Description of the task:
Using the data below, copy each line that includes the word "unbounded".

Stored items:
▬▬▬▬▬▬▬▬▬▬
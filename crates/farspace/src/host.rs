//! # Host Table
//!
//! The process-global bidirectional mapping between object ids and hosted
//! objects. Ids are allocated monotonically; an explicitly supplied id moves
//! the allocation high-water mark past itself, so explicit and automatic
//! hosting never collide.

use std::fmt;
use std::sync::atomic::AtomicI64;
use std::sync::atomic::Ordering;
use std::sync::Arc;

use dashmap::mapref::entry::Entry;
use dashmap::DashMap;

use farwire::ObjectId;

use crate::remotable::Obj;

/// Host-table failures.
#[derive(Debug, Clone)]
pub enum Error {
    /// The id already names another hosted object.
    IdInUse {
        id: ObjectId,
        existing: &'static str,
    },
}

impl fmt::Display for Error {
    fn fmt(&self, f: &mut fmt::Formatter<'_>) -> fmt::Result {
        match self {
            Self::IdInUse { id, existing } => {
                write!(f, "{} already hosts a '{}' instance", id, existing)
            }
        }
    }
}

impl std::error::Error for Error {}

pub type Result<T> = std::result::Result<T, Error>;

/// Maps local object ids to local objects and back.
pub struct HostTable {
    by_id: DashMap<ObjectId, Obj>,
    by_identity: DashMap<usize, ObjectId>,
    next_id: AtomicI64,
}

impl HostTable {
    pub fn new() -> Self {
        Self {
            by_id: DashMap::new(),
            by_identity: DashMap::new(),
            next_id: AtomicI64::new(0),
        }
    }

    /// Hosts an object under the next automatic id. Hosting the same object
    /// again returns the id it already holds.
    pub fn host(&self, object: Obj) -> ObjectId {
        if let Some(existing) = self.id_of(&object) {
            return existing;
        }
        let id = ObjectId(self.next_id.fetch_add(1, Ordering::AcqRel));
        tracing::debug!(%id, type_name = object.spec().name, "hosting object");
        // The id is fresh by construction, so the entry is always vacant.
        self.by_identity.insert(identity(&object), id);
        self.by_id.insert(id, object);
        id
    }

    /// Hosts an object under an explicit id and advances the next-id cursor
    /// past it. The id must be unused.
    pub fn host_with_id(&self, id: ObjectId, object: Obj) -> Result<ObjectId> {
        match self.by_id.entry(id) {
            Entry::Occupied(occupied) => Err(Error::IdInUse {
                id,
                existing: occupied.get().spec().name,
            }),
            Entry::Vacant(vacant) => {
                tracing::debug!(%id, type_name = object.spec().name, "hosting object");
                self.next_id.fetch_max(id.0 + 1, Ordering::AcqRel);
                self.by_identity.insert(identity(&object), id);
                vacant.insert(object);
                Ok(id)
            }
        }
    }

    pub fn get(&self, id: ObjectId) -> Option<Obj> {
        self.by_id.get(&id).map(|entry| entry.value().clone())
    }

    /// Reverse lookup by object identity.
    pub fn id_of(&self, object: &Obj) -> Option<ObjectId> {
        self.by_identity.get(&identity(object)).map(|entry| *entry.value())
    }

    pub fn is_hosted(&self, object: &Obj) -> bool {
        self.id_of(object).is_some()
    }
}

impl Default for HostTable {
    fn default() -> Self {
        Self::new()
    }
}

fn identity(object: &Obj) -> usize {
    Arc::as_ptr(object) as *const () as usize
}
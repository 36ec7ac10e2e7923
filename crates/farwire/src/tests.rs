//! Tests for frame round-trips, call policies, and event pooling.

use crate::codec::FrameCodec;
use crate::codec::JsonCodec;
use crate::frame::ExecutionEvent;
use crate::frame::Frame;
use crate::frame::InvocationEvent;
use crate::frame::MethodId;
use crate::frame::ObjectId;
use crate::frame::TransactionId;
use crate::policy::CallPolicy;
use crate::pool::EventPool;
use crate::value::WireValue;
use crate::value::NULL_OBJECT;

// --- Codec Round-Trips ---

#[test]
fn test_invocation_round_trip_preserves_fields() {
    let codec = JsonCodec;
    let frame = Frame::Invocation(InvocationEvent {
        transaction_id: TransactionId(7),
        object_id: ObjectId(0),
        method_id: MethodId(3),
        params: vec![
            WireValue::I32(42),
            WireValue::Str("x".into()),
            WireValue::Object(5),
            WireValue::Object(NULL_OBJECT),
        ],
    });

    let bytes = codec.encode(&frame).expect("encode failed");
    let decoded = codec.decode(&bytes).expect("decode failed");

    assert_eq!(decoded, frame);
    let Frame::Invocation(ie) = decoded else {
        panic!("Expected Invocation frame");
    };
    assert_eq!(ie.transaction_id, TransactionId(7));
    assert_eq!(ie.object_id, ObjectId(0));
    assert_eq!(ie.method_id, MethodId(3));
    assert_eq!(ie.params.len(), 4);
}

#[test]
fn test_execution_round_trip_preserves_fields() {
    let codec = JsonCodec;
    let frame = Frame::Execution(ExecutionEvent {
        transaction_id: TransactionId(0),
        object_id: ObjectId(0),
        method_id: MethodId(0),
        result: WireValue::I32(42),
    });

    let bytes = codec.encode(&frame).expect("encode failed");
    let decoded = codec.decode(&bytes).expect("decode failed");

    assert_eq!(decoded, frame);
}

#[test]
fn test_scalar_values_survive_round_trip() {
    let codec = JsonCodec;
    let params = vec![
        WireValue::Unit,
        WireValue::Bool(true),
        WireValue::I32(-1),
        WireValue::I64(i64::MAX),
        WireValue::F64(2.5),
        WireValue::Str(String::new()),
        WireValue::Bytes(vec![0, 255, 7]),
    ];
    let frame = Frame::Invocation(InvocationEvent {
        transaction_id: TransactionId(1),
        object_id: ObjectId(2),
        method_id: MethodId(3),
        params: params.clone(),
    });

    let decoded = codec.decode(&codec.encode(&frame).unwrap()).unwrap();

    let Frame::Invocation(ie) = decoded else {
        panic!("Expected Invocation frame");
    };
    assert_eq!(ie.params, params);
}

#[test]
fn test_decode_rejects_garbage() {
    let codec = JsonCodec;
    let err = codec.decode(&[0xFF, 0xFF, 0xFF]).unwrap_err();
    match err {
        crate::WireError::Decode(_) => {}
        other => panic!("Expected Decode error, got {:?}", other),
    }
}

// --- Call Policy ---

#[test]
fn test_policy_defaults() {
    let p = CallPolicy::DEFAULT;
    assert!(!p.use_unreliable_transport);
    assert!(!p.no_return);
    assert!(!p.non_blocking);
    assert!(!p.closed);
    assert!(p.unbounded());
    assert!(!p.delegate_identity);
    assert!(!p.delegate_hash);
}

#[test]
fn test_policy_const_builders() {
    const P: CallPolicy = CallPolicy::DEFAULT
        .no_return()
        .unreliable()
        .response_timeout(50);
    assert!(P.no_return);
    assert!(P.use_unreliable_transport);
    assert_eq!(P.response_timeout_ms, 50);
    assert!(!P.unbounded());
}

// --- Event Pool ---

#[test]
fn test_pool_recycles_param_buffers() {
    let pool = EventPool::new();

    let mut ev = pool.obtain_invocation(TransactionId(0), ObjectId(0), MethodId(0));
    ev.params.push(WireValue::I32(1));
    ev.params.push(WireValue::I32(2));
    pool.release_invocation(ev);

    let ev = pool.obtain_invocation(TransactionId(1), ObjectId(9), MethodId(4));
    assert!(ev.params.is_empty(), "recycled buffer must be cleared");
    assert!(ev.params.capacity() >= 2, "recycled buffer keeps its capacity");
    assert_eq!(ev.transaction_id, TransactionId(1));
    assert_eq!(ev.object_id, ObjectId(9));
    assert_eq!(ev.method_id, MethodId(4));
    pool.release_invocation(ev);
}

#[test]
fn test_pool_outstanding_balances() {
    let pool = EventPool::new();
    assert_eq!(pool.outstanding(), 0);

    let ie = pool.obtain_invocation(TransactionId(0), ObjectId(0), MethodId(0));
    let ee = pool.obtain_execution(TransactionId(0), ObjectId(0), MethodId(0), WireValue::Unit);
    assert_eq!(pool.outstanding(), 2);

    pool.release_invocation(ie);
    pool.release_execution(ee);
    assert_eq!(pool.outstanding(), 0);
}

#[test]
fn test_pool_adopt_accounts_for_inbound_frames() {
    let pool = EventPool::new();
    // A frame decoded by the transport was never obtained here.
    let ee = ExecutionEvent {
        transaction_id: TransactionId(0),
        object_id: ObjectId(0),
        method_id: MethodId(0),
        result: WireValue::I32(7),
    };
    pool.adopt();
    assert_eq!(pool.outstanding(), 1);
    pool.release_execution(ee);
    assert_eq!(pool.outstanding(), 0);
}
//! # Rendezvous Store
//!
//! Pairs late-arriving execution events with waiting callers. A transaction
//! is either pending (a waiter holds the receiving half of a oneshot
//! channel) or delivered (the result arrived before anyone waited and is
//! buffered). The first reader consumes the single result, after which the
//! transaction is forgotten.
//!
//! A waiter that times out abandons its transaction id; a later post for an
//! abandoned id is discarded instead of buffered, so a stale reply can never
//! confuse a future transaction.

use dashmap::DashMap;
use dashmap::DashSet;
use tokio::sync::oneshot;
use tokio::time::Duration;

use farwire::ExecutionEvent;
use farwire::TransactionId;

/// Thread-safe mailbox keyed by transaction id.
pub struct Rendezvous {
    pending: DashMap<TransactionId, oneshot::Sender<ExecutionEvent>>,
    delivered: DashMap<TransactionId, ExecutionEvent>,
    abandoned: DashSet<TransactionId>,
}

impl Rendezvous {
    pub fn new() -> Self {
        Self {
            pending: DashMap::new(),
            delivered: DashMap::new(),
            abandoned: DashSet::new(),
        }
    }

    /// Completes a transaction. Idempotent: a surplus or stale post is handed
    /// back to the caller (for release to the event pool) instead of stored.
    pub fn post(&self, event: ExecutionEvent) -> Option<ExecutionEvent> {
        let transaction_id = event.transaction_id;
        if self.abandoned.remove(&transaction_id).is_some() {
            tracing::debug!(%transaction_id, "discarding post for abandoned transaction");
            return Some(event);
        }
        if let Some((_, waiter)) = self.pending.remove(&transaction_id) {
            // A send error means the waiter gave up concurrently.
            return waiter.send(event).err();
        }
        if self.delivered.contains_key(&transaction_id) {
            tracing::debug!(%transaction_id, "dropping surplus post");
            return Some(event);
        }
        self.delivered.insert(transaction_id, event);
        None
    }

    /// Blocks until the transaction's result is posted or the deadline
    /// expires. `timeout_ms <= 0` waits without bound. Returns `None` on
    /// timeout or cancellation, abandoning the transaction id.
    pub async fn wait(
        &self,
        transaction_id: TransactionId,
        timeout_ms: i64,
    ) -> Option<ExecutionEvent> {
        if let Some((_, event)) = self.delivered.remove(&transaction_id) {
            return Some(event);
        }

        let (tx, rx) = oneshot::channel();
        self.pending.insert(transaction_id, tx);

        // The result may have been buffered between the check and the insert.
        if let Some((_, event)) = self.delivered.remove(&transaction_id) {
            self.pending.remove(&transaction_id);
            return Some(event);
        }

        let outcome = if timeout_ms > 0 {
            match tokio::time::timeout(Duration::from_millis(timeout_ms as u64), rx).await {
                Ok(received) => received.ok(),
                Err(_) => None,
            }
        } else {
            rx.await.ok()
        };

        if outcome.is_none() {
            self.pending.remove(&transaction_id);
            self.abandoned.insert(transaction_id);
            tracing::debug!(%transaction_id, "waiter abandoned transaction");
        }
        outcome
    }

    /// Drops the pending waiter slot, waking the waiter empty-handed.
    /// Used when the connection carrying the transaction goes away.
    pub fn cancel(&self, transaction_id: TransactionId) {
        self.pending.remove(&transaction_id);
    }

    pub fn contains_pending(&self, transaction_id: TransactionId) -> bool {
        self.pending.contains_key(&transaction_id)
    }

    pub fn contains_delivered(&self, transaction_id: TransactionId) -> bool {
        self.delivered.contains_key(&transaction_id)
    }
}

impl Default for Rendezvous {
    fn default() -> Self {
        Self::new()
    }
}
▬▬▬▬▬▬▬▬▬▬
Answer box:
    assert!(p.unbounded());
    assert!(!P.unbounded());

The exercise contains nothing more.